++++ Data to examine

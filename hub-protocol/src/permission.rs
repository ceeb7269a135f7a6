//! Permission elicitation data model (§3, §4.4).

use chrono::DateTime;
use chrono::Utc;
use serde::Deserialize;
use serde::Serialize;
use std::collections::HashMap;

#[derive(Debug, Clone, Copy, PartialEq, Eq, Serialize, Deserialize)]
#[serde(rename_all = "camelCase")]
pub enum PermissionKind {
    Exec,
    FileChange,
    UserInput,
    DynamicTool,
}

#[derive(Debug, Clone, PartialEq, Serialize, Deserialize)]
pub struct PermissionRequest {
    pub id: String,
    pub tool_name: String,
    pub input: serde_json::Value,
    pub created_at: DateTime<Utc>,
    pub kind: PermissionKind,
}

impl PermissionRequest {
    pub fn new(
        id: impl Into<String>,
        tool_name: impl Into<String>,
        input: serde_json::Value,
        kind: PermissionKind,
    ) -> Self {
        Self {
            id: id.into(),
            tool_name: tool_name.into(),
            input,
            created_at: Utc::now(),
            kind,
        }
    }

    /// The outbound tool-call name a client should render for this request
    /// (§4.4 "Elicit", step 1).
    pub fn display_tool_name(&self) -> String {
        match self.kind {
            PermissionKind::Exec => "CodexBash".to_string(),
            PermissionKind::FileChange => "CodexPatch".to_string(),
            PermissionKind::UserInput => self.tool_name.clone(),
            PermissionKind::DynamicTool => "CodexPermission".to_string(),
        }
    }
}

/// An ordered list of string answers per question id, used only for
/// `userInput` kind requests.
pub type AnswerMap = HashMap<String, Vec<String>>;

#[derive(Debug, Clone, Copy, PartialEq, Eq, Serialize, Deserialize)]
#[serde(rename_all = "snake_case")]
pub enum Decision {
    Approved,
    ApprovedForSession,
    Denied,
    Abort,
}

#[derive(Debug, Clone, PartialEq, Serialize, Deserialize)]
pub struct PermissionDecision {
    pub decision: Decision,
    #[serde(default, skip_serializing_if = "Option::is_none")]
    pub reason: Option<String>,
    #[serde(default, skip_serializing_if = "Option::is_none")]
    pub answers: Option<AnswerMap>,
}

impl PermissionDecision {
    pub fn approved() -> Self {
        Self {
            decision: Decision::Approved,
            reason: None,
            answers: None,
        }
    }

    pub fn denied(reason: impl Into<String>) -> Self {
        Self {
            decision: Decision::Denied,
            reason: Some(reason.into()),
            answers: None,
        }
    }

    pub fn is_approval(&self) -> bool {
        matches!(self.decision, Decision::Approved | Decision::ApprovedForSession)
    }
}

/// Terminal status a `PermissionRequest` moves to in
/// `agent_state.completedRequests` (§4.4 "Finalization").
#[derive(Debug, Clone, Copy, PartialEq, Eq, Serialize, Deserialize)]
#[serde(rename_all = "snake_case")]
pub enum CompletionStatus {
    Approved,
    Denied,
    Canceled,
}

#[derive(Debug, Clone, PartialEq, Serialize, Deserialize)]
pub struct CompletedRequest {
    pub request: PermissionRequest,
    pub completed_at: DateTime<Utc>,
    pub status: CompletionStatus,
    pub decision: Decision,
    #[serde(default, skip_serializing_if = "Option::is_none")]
    pub reason: Option<String>,
}

#[cfg(test)]
mod tests {
    #![allow(clippy::unwrap_used, clippy::expect_used)]
    use super::*;

    #[test]
    fn display_tool_name_maps_by_kind() {
        let exec = PermissionRequest::new("1", "shell", serde_json::json!({}), PermissionKind::Exec);
        assert_eq!(exec.display_tool_name(), "CodexBash");

        let patch = PermissionRequest::new("2", "apply_patch", serde_json::json!({}), PermissionKind::FileChange);
        assert_eq!(patch.display_tool_name(), "CodexPatch");

        let user_input =
            PermissionRequest::new("3", "ask_user", serde_json::json!({}), PermissionKind::UserInput);
        assert_eq!(user_input.display_tool_name(), "ask_user");

        let dynamic = PermissionRequest::new("4", "weird_tool", serde_json::json!({}), PermissionKind::DynamicTool);
        assert_eq!(dynamic.display_tool_name(), "CodexPermission");
    }

    #[test]
    fn is_approval_covers_both_approve_variants() {
        assert!(PermissionDecision::approved().is_approval());
        assert!(
            PermissionDecision {
                decision: Decision::ApprovedForSession,
                reason: None,
                answers: None,
            }
            .is_approval()
        );
        assert!(!PermissionDecision::denied("no").is_approval());
    }
}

++++++++

- **Work request**
Extract all lines from the material above that include the word "enum".

- **Exercise response**
pub enum PermissionKind {
pub enum Decision {
pub enum CompletionStatus {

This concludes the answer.